* **RECORDS PROVIDED**
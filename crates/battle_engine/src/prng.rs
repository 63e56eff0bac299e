//! RNG decision points.
//!
//! Every random branch in the engine goes through one of these functions so
//! the number and order of draws is fixed for a given sequence of events.
//! All of them take the caller's generator; the engine owns no RNG state.

use rand::Rng;

use crate::rules::Ruleset;

/// Number of damage rolls (85%..=100%).
pub const DAMAGE_ROLLS: u8 = 16;

/// Percent roll. 100 or more always succeeds without consuming a draw.
#[inline]
pub fn chance<R: Rng + ?Sized>(rng: &mut R, percent: u8) -> bool {
    if percent >= 100 {
        return true;
    }
    if percent == 0 {
        return false;
    }
    rng.gen_range(0..100u8) < percent
}

/// `num`/`den` roll.
#[inline]
pub fn ratio<R: Rng + ?Sized>(rng: &mut R, num: u32, den: u32) -> bool {
    if num >= den {
        return true;
    }
    rng.gen_range(0..den) < num
}

/// Damage roll index: 0 = 85%, 15 = 100%.
#[inline]
pub fn damage_roll<R: Rng + ?Sized>(rng: &mut R) -> u8 {
    rng.gen_range(0..DAMAGE_ROLLS)
}

/// Critical hit roll for a crit stage.
///
/// Stage 0: 1/24, 1: 1/8, 2: 1/2, 3+: always.
pub fn crit_roll<R: Rng + ?Sized>(rng: &mut R, stage: u8) -> bool {
    match stage {
        0 => ratio(rng, 1, 24),
        1 => ratio(rng, 1, 8),
        2 => ratio(rng, 1, 2),
        _ => true,
    }
}

/// Accuracy roll against a percentage threshold (may exceed 100).
#[inline]
pub fn accuracy_roll<R: Rng + ?Sized>(rng: &mut R, threshold: u32) -> bool {
    if threshold >= 100 {
        return true;
    }
    rng.gen_range(0..100u32) < threshold
}

/// Sleep counter drawn at infliction.
pub fn sleep_counter<R: Rng + ?Sized>(rng: &mut R, rules: &Ruleset) -> u8 {
    let (lo, hi) = rules.sleep_counter;
    if hi <= lo {
        return lo.max(1);
    }
    rng.gen_range(lo..=hi)
}
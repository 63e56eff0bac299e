//! Speed-modifying abilities.
//!
//! Called via `OnModifySpeed` during effective speed calculation.

use crate::conditions::apply_boosts;
use crate::damage::Modifier;
use crate::events::BattleEvent;
use crate::field::{Field, Weather};
use crate::state::{BattleState, Combatant, CombatantRef};
use crate::stats::BoostStat;

#[inline]
fn double_in(field: &Field, weather: Weather) -> Modifier {
    if field.weather == weather {
        Modifier::DOUBLE
    } else {
        Modifier::ONE
    }
}

/// Chlorophyll: 2x Speed in Sun
pub fn chlorophyll(_holder: &Combatant, field: &Field) -> Modifier {
    double_in(field, Weather::Sun)
}

/// Swift Swim: 2x Speed in Rain
pub fn swift_swim(_holder: &Combatant, field: &Field) -> Modifier {
    double_in(field, Weather::Rain)
}

/// Sand Rush: 2x Speed in Sandstorm
pub fn sand_rush(_holder: &Combatant, field: &Field) -> Modifier {
    double_in(field, Weather::Sand)
}

/// Speed Boost: +1 Spe at the end of every turn
pub fn speed_boost(state: &mut BattleState, owner: CombatantRef, events: &mut Vec<BattleEvent>) {
    if state.combatant(owner).boosts.get(BoostStat::Spe) >= crate::stats::MAX_STAGE {
        return;
    }
    events.push(BattleEvent::AbilityActivated {
        owner,
        ability: state.combatant(owner).ability.name(),
    });
    apply_boosts(state, owner, &[(BoostStat::Spe, 1)], events);
}
//! Battle engine command-line driver.
//!
//! Usage:
//!   cargo run -p battle_cli -- simulate --teams data/teams.json --seed 7
//!   cargo run -p battle_cli -- simulate --teams data/teams.json --seed 7 --json
//!   cargo run -p battle_cli -- replay --script data/script.json
//!
//! Logs go to stderr and follow `RUST_LOG` (default `info`); the transcript
//! goes to stdout.

mod cmd;
mod models;
mod output;

use anyhow::Result;
use clap::{Parser, Subcommand};
use cmd::{replay, simulate};
use tracing_subscriber::layer::SubscriberExt;
use tracing_subscriber::util::SubscriberInitExt;

#[derive(Parser)]
#[command(name = "battle", version, about)]
struct Cli {
    #[command(subcommand)]
    command: Commands,
}

#[derive(Subcommand)]
enum Commands {
    /// Play a battle with both sides choosing random legal actions
    Simulate(simulate::SimulateArgs),

    /// Replay a scripted battle
    Replay(replay::ReplayArgs),
}

fn main() -> Result<()> {
    setup_logging();

    let cli = Cli::parse();
    match cli.command {
        Commands::Simulate(args) => simulate::execute(args),
        Commands::Replay(args) => replay::execute(args),
    }
}

fn setup_logging() {
    let env_filter = tracing_subscriber::EnvFilter::try_from_default_env()
        .unwrap_or_else(|_| tracing_subscriber::EnvFilter::new("info"));

    let stderr_layer = tracing_subscriber::fmt::layer()
        .with_writer(std::io::stderr)
        .with_target(false);

    tracing_subscriber::registry()
        .with(env_filter)
        .with(stderr_layer)
        .init();
}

* **EXERCISE DIRECTIONS**
In how many lines of the entries does "info" appear? Reply with only the number.

* **ANSWER SECTION**
2